I learned k8s with some NUCs we had laying around at work. Might be easier than Pi, but not as cheap. Some things I used: https://metallb.universe.tf/ (LoadBalancer) https://cilium.io/ (Networking) https://rook.io/ (Persistent Storage)

I also use MetalLB and Rook. Can't say enough good things about them.

I have also used Kube-Router (https://kube-router.io - Digital Ocean's non Virtual networking plugin for bare metal environments; it puts your containers on your physical network, which is freaking neat) and loved that, but since I started deploying kubernetes with Rancher I've found for dev clusters I'm not caring about what networking is used. (currently running Canal).

Not sure what we will decide on when we go to production.

I've had a lot of performance issues with Rook. I setup a k8s cluster six months ago on a few ThinkCenter Tiny's (more powerful than a Pi). They each have a single 120GB SSD, so I've allocated a directory on the filesystem (ext4) to Rook rather than a dedicated device.

Originally I only had 2GB of RAM and Rook ended up using most of this. Even now the CPU usage by Rook is quite high even when the system is idle. It hasn't lost data though, even though one of the SSDs died and was unrecoverable, so props for that. To be fair I haven't tried upgrading since I installed it so maybe my issues would be resolved by that.

Overall Rook feels somewhat overkill for a homelab user, but I haven't seen any recommended alternatives.

You need to set a memory target for your OSDs, or they will gobble up as much as possible for their cache. In Rook you do that by specifying the resource limits on your CephCluster[0].

Sadly, Rook enforces some pretty high minimum values (2GiB per OSD, 1 GiB per mon), which is fine for production but can make homelab experimentation annoying.

[0]: https://rook.io/docs/rook/v1.1/ceph-cluster-crd.html#cluster...

Does Rook give you the equivalent of EBS root volumes for your nodes then? Is that the function you have it providing? Does it offer something beyond using local host storage and minio?

I ask because I've generally been confused about the use case for Rook despite having read the "what is Rook?" paragraph many times on the project home page. My assumption is that it lets you build your own internal cloud provider. Is that correct?


Rook will give you:

- Ceph: Block Storage, Shared storage, Object storage

- EdgeFS: Object but apparently will function as Block and File

- Minio: Object

- NFS4: Shared

- Cockroach: Database

- Cassandra: Database

- YugabyteDB: distributed SQL database (new to me)

Only the first two are marked as stable.

I'll mention that they're all independent projects under rook's umbrella.

Not directly, rook provides a storage backend for in-cluster workload persistent volumes.

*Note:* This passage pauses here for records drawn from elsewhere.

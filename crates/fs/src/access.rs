use std::path::Path;

use bitflags::bitflags;

bitflags! {
    /// Effective access of the calling process to a path's resolved target.
    #[derive(Debug, Clone, Copy, PartialEq, Eq, Hash, Default)]
    pub struct Access: u8 {
        const READ    = 0b0000_0001;
        const WRITE   = 0b0000_0010;
        const EXECUTE = 0b0000_0100;
    }
}

/// Probe read/write/execute access for `path`, following symbolic links.
///
/// A path that cannot be resolved reports no access at all.
#[cfg(unix)]
pub fn probe(path: &Path) -> Access {
    use std::{ffi::CString, os::unix::ffi::OsStrExt};

    let Ok(cpath) = CString::new(path.as_os_str().as_bytes()) else {
        return Access::empty();
    };

    let mut access = Access::empty();
    for (flag, mode) in [
        (Access::READ, libc::R_OK),
        (Access::WRITE, libc::W_OK),
        (Access::EXECUTE, libc::X_OK),
    ] {
        // SAFETY: `cpath` is a valid NUL-terminated string that outlives the call.
        if unsafe { libc::access(cpath.as_ptr(), mode) } == 0 {
            access |= flag;
        }
    }
    access
}

/// Windows has no `access(2)`; approximate from the read-only attribute and
/// executable extensions.
#[cfg(not(unix))]
pub fn probe(path: &Path) -> Access {
    const EXECUTABLE_EXTENSIONS: &[&str] = &["exe", "bat", "cmd", "com"];

    let Ok(meta) = std::fs::metadata(path) else {
        return Access::empty();
    };

    let mut access = Access::READ;
    if !meta.permissions().readonly() {
        access |= Access::WRITE;
    }

    let executable = meta.is_dir()
        || path
            .extension()
            .and_then(|e| e.to_str())
            .is_some_and(|e| {
                EXECUTABLE_EXTENSIONS
                    .iter()
                    .any(|x| x.eq_ignore_ascii_case(e))
            });
    if executable {
        access |= Access::EXECUTE;
    }
    access
}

In theory you could manage kvm machines with kubevirt and back the machines with PVCs from rook. I have not tried this and would be curious how the performance is.

I would say they're functionality quite equivalent, you just wouldn't pull them in as a root volume.

You should be able to point your default StorageClass at Ceph and have it create RBD block storage devices for you, which would auto create pvc, that you mount you actual data in in your kube manifests.

The parent comment was asking about root volumes for kubernetes nodes

> Does Rook give you the equivalent of EBS root volumes for your nodes then?

I think we are saying the same thing if i'm not mistaken?

I doubt the parent really cares about whether or not it's a root volume, but for the record you can mount it to root.

It'll just essentially be empty, which means you have to add a step of populating root with something useful. You'd have to either try and use an initContainer to copy in a filesystem at runtime, have ceph give you a pre-populated directory, probably via thin provisioning, or do something out of band (I've did this in k8s).

This is usually more effort than it's worth though, as container runtimes populate the root for you with whatever you want anyway. Plus, if you start treating containers as blobs like VMs, you'll end up in the situation where you don't know where your important variable data is, which leads to situations where people forget to back it up and test it.

I only said "root volumes" as it's a common use case for EBS volumes. For instance with etcd running in a container you would want the host volume to be an EBS volume since it's critical it's a critical K8S component.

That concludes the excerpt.